REASONS FOR JUDGMENT

  1. This application by a national of India was originally made to the Federal Court on 11 October 2002.  The application form says under the details of the claim, “see attached claims” and everything else in the form is crossed out.  So far as I am aware from the papers that are filed in the court there is no attached claim.  On the other hand there is an affidavit advising that the applicant did not accept the reasons given by the RRT and making a number of other comments of a factual nature. In accordance with the usual practice of the Federal Court the matter was called on for directions and the applicant attended.  Consent orders were signed.  The applicant did not comply with those orders which required him to file and serve any amended application and any evidence upon which he proposed to rely on or before 12 December 2002.

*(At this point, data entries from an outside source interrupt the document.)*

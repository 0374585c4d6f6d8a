use anyhow::{Context, Result};
use clap::{arg, value_parser, ArgMatches, Command};
use std::path::PathBuf;
use std::time::Instant;
use tracing::Level;
use tsp_evolve::ga::{
    EvolutionConfig, EvolutionController, GenerationObserver, GenerationReport, MutationPolicy,
};
use tsp_evolve::loader::load_distance_table;

fn cli() -> Command {
    Command::new("tsp-evolve")
        .about("Approximates a shortest round trip over a distance table with a genetic algorithm")
        .arg(arg!(<INPUT> "Distance table file").value_parser(value_parser!(PathBuf)))
        .arg(
            arg!(--population <N> "Routes per generation")
                .value_parser(value_parser!(usize))
                .default_value("50"),
        )
        .arg(
            arg!(--generations <N> "Generations to run, the initial one included")
                .value_parser(value_parser!(usize))
                .default_value("100"),
        )
        .arg(
            arg!(--tournament <N> "Tournament size")
                .value_parser(value_parser!(usize))
                .default_value("7"),
        )
        .arg(
            arg!(--"mutation-rate" <P> "Per-route mutation probability")
                .value_parser(value_parser!(f64))
                .default_value("0.3"),
        )
        .arg(
            arg!(--"operator-rate" <P> "Probability an invoked mutation changes the route")
                .value_parser(value_parser!(f64))
                .default_value("1.0"),
        )
        .arg(
            arg!(--mutation <POLICY> "Mutation operator: swap or two-opt")
                .value_parser(value_parser!(MutationPolicy))
                .default_value("swap"),
        )
        .arg(arg!(--seed <SEED> "Random seed").value_parser(value_parser!(u64)))
        .arg(arg!(--parallel "Breed each generation in parallel"))
        .arg(arg!(--quiet "Only print the final result"))
        .arg(arg!(-v --verbose "Enable debug logging"))
}

fn config_from(matches: &ArgMatches) -> EvolutionConfig {
    let mut config = EvolutionConfig::default()
        .with_population_size(*matches.get_one::<usize>("population").unwrap())
        .with_generations(*matches.get_one::<usize>("generations").unwrap())
        .with_tournament_size(*matches.get_one::<usize>("tournament").unwrap())
        .with_mutation_rate(*matches.get_one::<f64>("mutation-rate").unwrap())
        .with_operator_rate(*matches.get_one::<f64>("operator-rate").unwrap())
        .with_mutation(*matches.get_one::<MutationPolicy>("mutation").unwrap())
        .with_parallel(matches.get_flag("parallel"));
    if let Some(&seed) = matches.get_one::<u64>("seed") {
        config = config.with_seed(seed);
    }
    config
}

/// Prints the fittest route of every generation.
struct ConsoleReporter;

impl GenerationObserver for ConsoleReporter {
    fn on_generation(&mut self, report: &GenerationReport<'_, '_>) {
        println!("Generation {} of {}", report.generation, report.total_generations);
        println!("Current fittest has length {:.2}", report.fittest_length());
        println!("    {}", report.fittest);
        println!();
    }
}

fn main() -> Result<()> {
    let matches = cli().get_matches();

    tracing_subscriber::fmt()
        .with_max_level(if matches.get_flag("verbose") {
            Level::DEBUG
        } else {
            Level::WARN
        })
        .with_writer(std::io::stderr)
        .init();

    let input = matches.get_one::<PathBuf>("INPUT").unwrap();
    let started = Instant::now();
    let registry = load_distance_table(input)
        .with_context(|| format!("failed to load distance table '{}'", input.display()))?;
    println!(
        "Loaded {} cities in {:.3} seconds",
        registry.len(),
        started.elapsed().as_secs_f64()
    );

    let controller = EvolutionController::new(&registry, config_from(&matches))
        .context("invalid run configuration")?;

    let started = Instant::now();
    let mut rng = {
        use rand::SeedableRng;
        let seed = controller.config().seed.unwrap_or_else(rand::random);
        rand::rngs::StdRng::seed_from_u64(seed)
    };
    let result = if matches.get_flag("quiet") {
        controller.run_with_rng(&mut rng)?
    } else {
        controller.run_with(&mut rng, None, &mut ConsoleReporter)?
    };

    println!("Finished evolving {} generations.", result.generations);
    println!("Elapsed time was {:.1} seconds.", started.elapsed().as_secs_f64());
    println!();
    println!("Initial best distance: {:.2}", result.initial_length);
    println!("Final best distance:   {:.2}", result.best_length);
    println!("The best route went via:");
    println!("    {}", result.best);

    Ok(())
}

  2. The applicant was granted legal assistance pursuant to the Minister's scheme.  The matter was then referred to this court by Madgwick J and the applicant was advised by letter of the date of the hearing.  He has not attended.  A telephone call has been made to him.  He did not respond but a person answered the telephone and advised my associate that the applicant had gone out and that as far as she was aware he believed that the hearing was to take place on 9 April 2003.  The applicant was advised at the directions hearing of the hearing date even though, at that time, the matter had not officially been transferred to this Court. 

  3. The respondent resists any adjournment of the matter.  He argues that it is the applicant's responsibility to attend at the appointed time and to comply with the orders of the Court.  He further argues that I should take into consideration the merits of the case.  I accept all these matters are appropriate for consideration by me when considering whether to force upon the respondent an adjournment that the applicant has not requested personally, and upon the date to which the matter may be adjourned, there is no guarantee he will attend. 

  4. I have read the reasons for the decision of the Refugee Review Tribunal.  They are contained in 11 pages. They indicate that the Tribunal did not believe the applicant's story which he put forward as supporting his well-founded fear of persecution for convention reasons.  In particular, the Tribunal did not believe the applicant's story concerning him being shot in the arm, nor his story concerning his activities whilst working for an organisation known as the LITDS, which was being run by the Jesuits in India at the time. But this is not the usual case where the Tribunal's disbelief comes from consideration of country information or documents. 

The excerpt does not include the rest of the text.